[Stored items]
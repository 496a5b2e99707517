//! EastMoney data-center client implementation.

use reqwest::Client;
use serde::de::DeserializeOwned;

use bolsa_traits::GrowthHistory;

use crate::{
    Result,
    error::EmError,
    types::{DailyBarRow, Envelope, FocusRow, GrowthRow, IndexPerformanceRow, SecurityInfoRow},
};

/// Base URL for the EastMoney data-center report API.
const EM_BASE_URL: &str = "https://datacenter-web.eastmoney.com/api/data/v1/get";

/// Market index whose year-to-date change corrects the attention score.
const MARKET_INDEX_CODE: &str = "000001";

/// EastMoney data-center API client.
#[derive(Debug, Clone)]
pub struct EmClient {
    client: Client,
    base_url: String,
}

impl Default for EmClient {
    fn default() -> Self {
        Self::new()
    }
}

impl EmClient {
    /// Create a client against the public data-center endpoint.
    #[must_use]
    pub fn new() -> Self {
        Self::with_base_url(EM_BASE_URL)
    }

    /// Create a client against an explicit base URL.
    #[must_use]
    pub fn with_base_url(base_url: impl Into<String>) -> Self {
        Self {
            client: Client::new(),
            base_url: base_url.into(),
        }
    }

    /// Create a client, honoring an `EM_BASE_URL` override from the
    /// environment or a `.env` file. Falls back to the public endpoint.
    #[must_use]
    pub fn from_env() -> Self {
        // Try to load .env file (ignore errors if not found)
        let _ = dotenvy::dotenv();

        match std::env::var("EM_BASE_URL") {
            Ok(url) if !url.trim().is_empty() => Self::with_base_url(url),
            _ => Self::new(),
        }
    }

    /// Build a report URL with the given filter and sort parameters.
    fn url(&self, report_name: &str, params: &str) -> String {
        format!("{}?reportName={report_name}&{params}", self.base_url)
    }

    /// Fetch one report and unwrap the data-center envelope.
    async fn get_rows<T: DeserializeOwned>(
        &self,
        report_name: &str,
        params: &str,
    ) -> Result<Vec<T>> {
        let url = self.url(report_name, params);
        let response = self.client.get(&url).send().await?;

        if !response.status().is_success() {
            let status = response.status();
            let text = response.text().await.unwrap_or_default();
            return Err(EmError::Api(format!("HTTP {status}: {text}")));
        }

        let envelope: Envelope<T> = response.json().await?;
        if !envelope.success {
            return Err(EmError::Api(
                envelope.message.unwrap_or_else(|| "unknown failure".to_string()),
            ));
        }

        envelope
            .result
            .map(|page| page.data)
            .ok_or_else(|| EmError::NoData(report_name.to_string()))
    }

    /// Get the daily kline series for an instrument, oldest first.
    ///
    /// # Errors
    ///
    /// Returns an error if the API request fails or yields no rows.
    pub async fn daily_bars(&self, code: &str, limit: usize) -> Result<Vec<bolsa_traits::DailyBar>> {
        let params = format!(
            "filter=(SECURITY_CODE%3D%22{code}%22)&sortColumns=TRADE_DATE&sortTypes=1&pageSize={limit}"
        );
        let rows: Vec<DailyBarRow> = self.get_rows("RPT_STOCK_KLINE_DAILY", &params).await?;

        let bars: Vec<_> = rows.iter().filter_map(DailyBarRow::to_bar).collect();
        if bars.is_empty() {
            return Err(EmError::NoData(code.to_string()));
        }
        Ok(bars)
    }

    /// Get the quarterly growth history for an instrument, sorted ascending
    /// by report period.
    ///
    /// # Errors
    ///
    /// Returns an error if the API request fails or yields no rows.
    pub async fn growth_history(&self, code: &str) -> Result<GrowthHistory> {
        let params = format!(
            "filter=(SECURITY_CODE%3D%22{code}%22)&sortColumns=REPORT_DATE&sortTypes=1&pageSize=8"
        );
        let rows: Vec<GrowthRow> = self
            .get_rows("RPT_FINANCE_QUARTER_GROWTH", &params)
            .await?;

        if rows.is_empty() {
            return Err(EmError::NoData(code.to_string()));
        }
        Ok(GrowthHistory::new(
            rows.iter().map(GrowthRow::to_quarter).collect(),
        ))
    }

    /// Get the investor-attention series for an instrument, oldest first.
    ///
    /// # Errors
    ///
    /// Returns an error if the API request fails or yields no rows.
    pub async fn attention_series(
        &self,
        code: &str,
    ) -> Result<Vec<bolsa_traits::AttentionPoint>> {
        let params = format!(
            "filter=(SECURITY_CODE%3D%22{code}%22)&sortColumns=TRADE_DATE&sortTypes=1&pageSize=30"
        );
        let rows: Vec<FocusRow> = self.get_rows("RPT_DMSK_TS_STOCKFOCUS", &params).await?;

        let points: Vec<_> = rows.iter().filter_map(FocusRow::to_point).collect();
        if points.is_empty() {
            return Err(EmError::NoData(code.to_string()));
        }
        Ok(points)
    }

    /// Get the market index year-to-date change, percent.
    ///
    /// # Errors
    ///
    /// Returns an error if the API request fails or the index is missing.
    pub async fn market_ytd_change(&self) -> Result<f64> {
        let params = format!("filter=(INDEX_CODE%3D%22{MARKET_INDEX_CODE}%22)&pageSize=1");
        let rows: Vec<IndexPerformanceRow> =
            self.get_rows("RPT_INDEX_PERFORMANCE", &params).await?;

        rows.first()
            .map(|row| crate::types::parse_pct(&row.ytd_change_rate))
            .ok_or_else(|| EmError::NoData(MARKET_INDEX_CODE.to_string()))
    }

    /// Look up the short display name for an instrument.
    ///
    /// # Errors
    ///
    /// Returns [`EmError::InstrumentNotFound`] for an unknown code.
    pub async fn instrument_name(&self, code: &str) -> Result<String> {
        let params = format!("filter=(SECURITY_CODE%3D%22{code}%22)&pageSize=1");
        let rows: Vec<SecurityInfoRow> = self.get_rows("RPT_SECURITY_INFO", &params).await?;

        rows.into_iter()
            .next()
            .map(|row| row.security_name_abbr)
            .ok_or_else(|| EmError::InstrumentNotFound(code.to_string()))
    }
}

#[cfg(test)]
mod tests {
    use super::*;

    #[test]
    fn test_url_building() {
        let client = EmClient::new();
        assert_eq!(
            client.url("RPT_SECURITY_INFO", "pageSize=1"),
            "https://datacenter-web.eastmoney.com/api/data/v1/get?reportName=RPT_SECURITY_INFO&pageSize=1"
        );
    }

    #[test]
    fn test_base_url_override() {
        let client = EmClient::with_base_url("http://localhost:9000/api");
        assert!(
            client
                .url("RPT_STOCK_KLINE_DAILY", "pageSize=25")
                .starts_with("http://localhost:9000/api?reportName=")
        );
    }
}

• _EXERCISE PROMPT_: Reproduce the lines from the one with "let client = EmClient::new();" to the end of the data exactly, leaving out every earlier line.

• _RESPONSE TO THIS TASK_:
        let client = EmClient::new();
        assert_eq!(
            client.url("RPT_SECURITY_INFO", "pageSize=1"),
            "https://datacenter-web.eastmoney.com/api/data/v1/get?reportName=RPT_SECURITY_INFO&pageSize=1"
        );
    }

    #[test]
    fn test_base_url_override() {
        let client = EmClient::with_base_url("http://localhost:9000/api");
        assert!(
            client
                .url("RPT_STOCK_KLINE_DAILY", "pageSize=25")
                .starts_with("http://localhost:9000/api?reportName=")
        );
    }
}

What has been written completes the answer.